In just one quarter, the pandemic forced digitalisation and work-from-home policies that C-suite managers had been discussing for years. But whilst pulse surveys are becoming a data source of choice, the results can be distorted by cultural considerations.
“In many settings, giving negative feedback is frowned upon,” notes PeopleStrong’s Tan. “So, when you put out a pulse survey, you’ll see that 99 per cent of people are happy. You’re going to get very skewed data unless you uncover ways to ensure that biases do not come into play.”
Understanding Cultural Nuances
For companies that operate across Asia Pacific, there are a number of other cultural differences to bear in mind when analysing and comparing data sets.
“Many firms in the APAC region operate talent acquisition functions across multiple countries with vastly varying talent markets, methods of recruiting, and regulatory requirements, all of which can pose challenges for ensuring data hygiene,” says Doug Terry, Cielo’s APAC client services director.
Cultural differences can impact how candidates interact with prospective firms, as well as the definition of what is considered a good benchmark for certain metrics.
For example, “no-show” rates for interviews are likely to be higher in India than elsewhere in the region, Terry notes, as it is common for candidates there to accept multiple concurrent offers.
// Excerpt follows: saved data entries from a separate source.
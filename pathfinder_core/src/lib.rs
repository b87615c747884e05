// lib.rs - Library exports for pathfinder_core
// Maze generation, BFS pathfinding and the Pathfinder game session

pub mod analysis;
pub mod clock;
pub mod config;
pub mod error;
pub mod generator;
pub mod grid;
pub mod pathfinding;
pub mod scoring;
pub mod session;

// Re-export commonly used types
pub use clock::{Clock, ManualClock, SystemClock};
pub use config::{ScoreParams, SessionConfig};
pub use error::{PathfinderError, Result};
pub use generator::{generate, generate_solvable, obstacle_chance};
pub use grid::{Cell, Direction, Grid, Position};
pub use pathfinding::{find_path, is_solvable, Path, PathFinder};
pub use scoring::{coins_for_score, compute_score, ScoreBreakdown, ScoreInput};
pub use session::{GameSession, MoveOutcome, SessionSnapshot, SessionState};

// Grids and paths are handed across threads by the analysis code and by
// shells that run several sessions.
static_assertions::assert_impl_all!(Grid: Send, Sync, Clone);
static_assertions::assert_impl_all!(Path: Send, Sync, Clone);
static_assertions::assert_impl_all!(PathfinderError: Send, Sync, std::error::Error);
Japanese candidates, meanwhile, are less likely to respond to recruitment advertising as compared with candidates in Australia, India, and Singapore.
Without an understanding of country nuances, factors like these will skew the inferences HR leaders draw from regional data sets.
“Stay focused on what ‘good’ looks like at a market level and keep this in mind when aggregating data across the region or globally,” Terry advises. “It’s important to ensure data gathered across different geographies compares ‘apples with apples.’ This means that the various trigger points through the recruiting life cycle are consistent; otherwise, relevance can be lost.
“Making sure your organisation develops your approach to use data smartly—rather than trying to do everything right away—will help ensure you realise real benefits from data,” he concludes. “Using data well isn’t just the flip of a switch. It’s a gradual evolution.”